Illustration of claw hand in our patient.

[Table/Fig-2]:

MRI brain showing bilateral symmetric vasogenic oedema mainly involving the subcortical white matter in the parieto-occipital region suggestive of posterior reversible encephalopathy.

Our patient had variable presentation with multisystem involvement such as quadriparesis, right LMN facial nerve palsy, hypertension, Syndrome of Inappropriate Anti diuretic Hormone (SIADH), the constellation of such manifestations together were unexplained by the differentials considered. The neurological presentations were given importance over recurrent abdominal pain which led to the initial dilemma in the diagnosis. The association of episodic abdominal pain with dark urine supported by a UV fluorescence positive for porphobilinogens confirmed the diagnosis of AIP.

The key differential diagnoses in our case were chronic meningoencephalitis, ADEM, Guillian-Barre’s syndrome and periodic paralysis. The progression of symptoms despite appropriate antibacterial and anti tubercular therapy ruled out chronic meningoencephalitis, MRI brain and spine findings helped us to rule out ADEM and Guillain-Barre’s Syndrome (GBS). The constellation of features like intermittent abdominal pain, neurological findings, SIADH, hypertension supported by urinary porphobilinogen positivity test helped us arrive at the diagnosis of AIP in the absence of cutaneous manifestations.

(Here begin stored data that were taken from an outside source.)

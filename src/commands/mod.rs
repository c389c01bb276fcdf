//! Operator commands received over chat.
//!
//! Grammar, whitespace separated, with an optional leading `/` and
//! `@botname` suffix on the command word:
//!
//! ```text
//! add <address>
//! add <name> <address>
//! remove <name>
//! list
//! help | start | stop
//! ```

use std::sync::Arc;

use url::Url;

use crate::app::{RelayError, Result};
use crate::config::format_interval;
use crate::domain::Feed;
use crate::store::FeedStore;

#[derive(Debug, Clone, PartialEq, Eq)]
pub enum Command {
    Add {
        name: Option<String>,
        address: String,
    },
    Remove {
        name: String,
    },
    List,
    Help,
}

impl Command {
    pub fn parse(text: &str) -> Result<Self> {
        let mut tokens = text.split_whitespace();
        let word = tokens.next().unwrap_or_default();
        let args: Vec<&str> = tokens.collect();

        let name = word.strip_prefix('/').unwrap_or(word);
        let name = name.split('@').next().unwrap_or_default().to_lowercase();

        match name.as_str() {
            "add" => match args.as_slice() {
                [address] => Ok(Command::Add {
                    name: None,
                    address: validate_address(address)?,
                }),
                [name, address] => Ok(Command::Add {
                    name: Some((*name).to_string()),
                    address: validate_address(address)?,
                }),
                _ => Err(RelayError::InvalidArguments(
                    "usage: /add [name] <url>".into(),
                )),
            },
            "remove" => match args.as_slice() {
                [name] => Ok(Command::Remove {
                    name: (*name).to_string(),
                }),
                _ => Err(RelayError::InvalidArguments("usage: /remove <name>".into())),
            },
            "list" => Ok(Command::List),
            "help" | "start" | "stop" => Ok(Command::Help),
            _ => Err(RelayError::UnknownCommand(word.to_string())),
        }
    }
}

fn validate_address(address: &str) -> Result<String> {
    let url = Url::parse(address).map_err(|e| RelayError::InvalidAddress(format!("{} ({})", address, e)))?;
    match url.scheme() {
        "http" | "https" => Ok(address.to_string()),
        other => Err(RelayError::InvalidAddress(format!(
            "{} (unsupported scheme {})",
            address, other
        ))),
    }
}

/// Applies commands to the feed store and builds the reply text.
pub struct CommandProcessor {
    store: Arc<FeedStore>,
    chat_id: String,
    delay_secs: u64,
}

impl CommandProcessor {
    pub fn new(store: Arc<FeedStore>, chat_id: impl Into<String>, delay_secs: u64) -> Self {
        Self {
            store,
            chat_id: chat_id.into(),
            delay_secs,
        }
    }

    /// Handle one inbound message and return the reply.
    ///
    /// Mutations are persisted before this returns a success reply.
    pub fn handle(&self, text: &str) -> String {
        let command = match Command::parse(text) {
            Ok(command) => command,
            Err(RelayError::UnknownCommand(_)) => return "Invalid command, type /help".into(),
            Err(RelayError::InvalidArguments(_)) => return "Invalid arguments".into(),
            Err(e) => return e.to_string(),
        };

        match self.execute(command) {
            Ok(reply) => reply,
            Err(e) => self.error_reply(e),
        }
    }

    fn execute(&self, command: Command) -> Result<String> {
        match command {
            Command::Add { name, address } => {
                let feed = match name {
                    Some(name) => Feed::named(name, address),
                    None => Feed::new(address),
                };
                let reply = format!("Feed added : {}\n{}", feed.identifier, feed.address);
                let identifier = feed.identifier.clone();

                self.store.add(feed)?;
                tracing::info!(feed = %identifier, "Feed added");
                Ok(reply)
            }
            Command::Remove { name } => {
                let feed = self.store.remove(&name)?;
                tracing::info!(feed = %feed.identifier, "Feed removed");
                Ok(format!("Feed removed : {}\n{}", feed.identifier, feed.address))
            }
            Command::List => {
                let feeds = self.store.list()?;
                if feeds.is_empty() {
                    return Ok("No feeds".into());
                }

                let mut text = String::from("Feeds :");
                for feed in feeds {
                    text.push_str(&format!("\n{} : {}", feed.identifier, feed.address));
                }
                Ok(text)
            }
            Command::Help => Ok(self.help()),
        }
    }

    fn error_reply(&self, error: RelayError) -> String {
        match error {
            RelayError::FeedNotFound(_) => "Feed not found".into(),
            RelayError::DuplicateFeed(id) => format!("Feed already exists : {}", id),
            other => {
                tracing::error!(error = %other, "Command failed");
                format!("Failed to save feeds: {}", other)
            }
        }
    }

    pub fn help(&self) -> String {
        [
            "/add <url> : add a feed with a generated name".to_string(),
            "/add <name> <url> : add a feed".to_string(),
            "/remove <name> : remove a feed".to_string(),
            "/list : list all feeds".to_string(),
            "/help : show this message".to_string(),
            format!("Chat Id : {}", self.chat_id),
            format!("Delay : {}", format_interval(self.delay_secs)),
        ]
        .join("\n")
    }
}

The key enzyme in heme synthesis is porphobilinogen deaminase, deficiency of which leads to AIP [1,2]. Acute attacks can be triggered by starvation, drugs such as rifampin, barbiturates, hydantoin, sulphonamides and endogenous steroid hormones and other intercurrent illnesses or stress [3]. The classical triad of AIP is seen in 50% of the patients which include intermittent abdominal pain, neuropathy and mental changes. AIP with renal failure can present with skin blisters [4]. Diagnosis of porphyria is based upon the key clinical and laboratory features like recurrent abdominal pain with neurological manifestations like seizures, hypertensive crisis, dysautonomia supported by elevated urinary porphobilinogens, enzyme analysis or DNA mutation analysis [5].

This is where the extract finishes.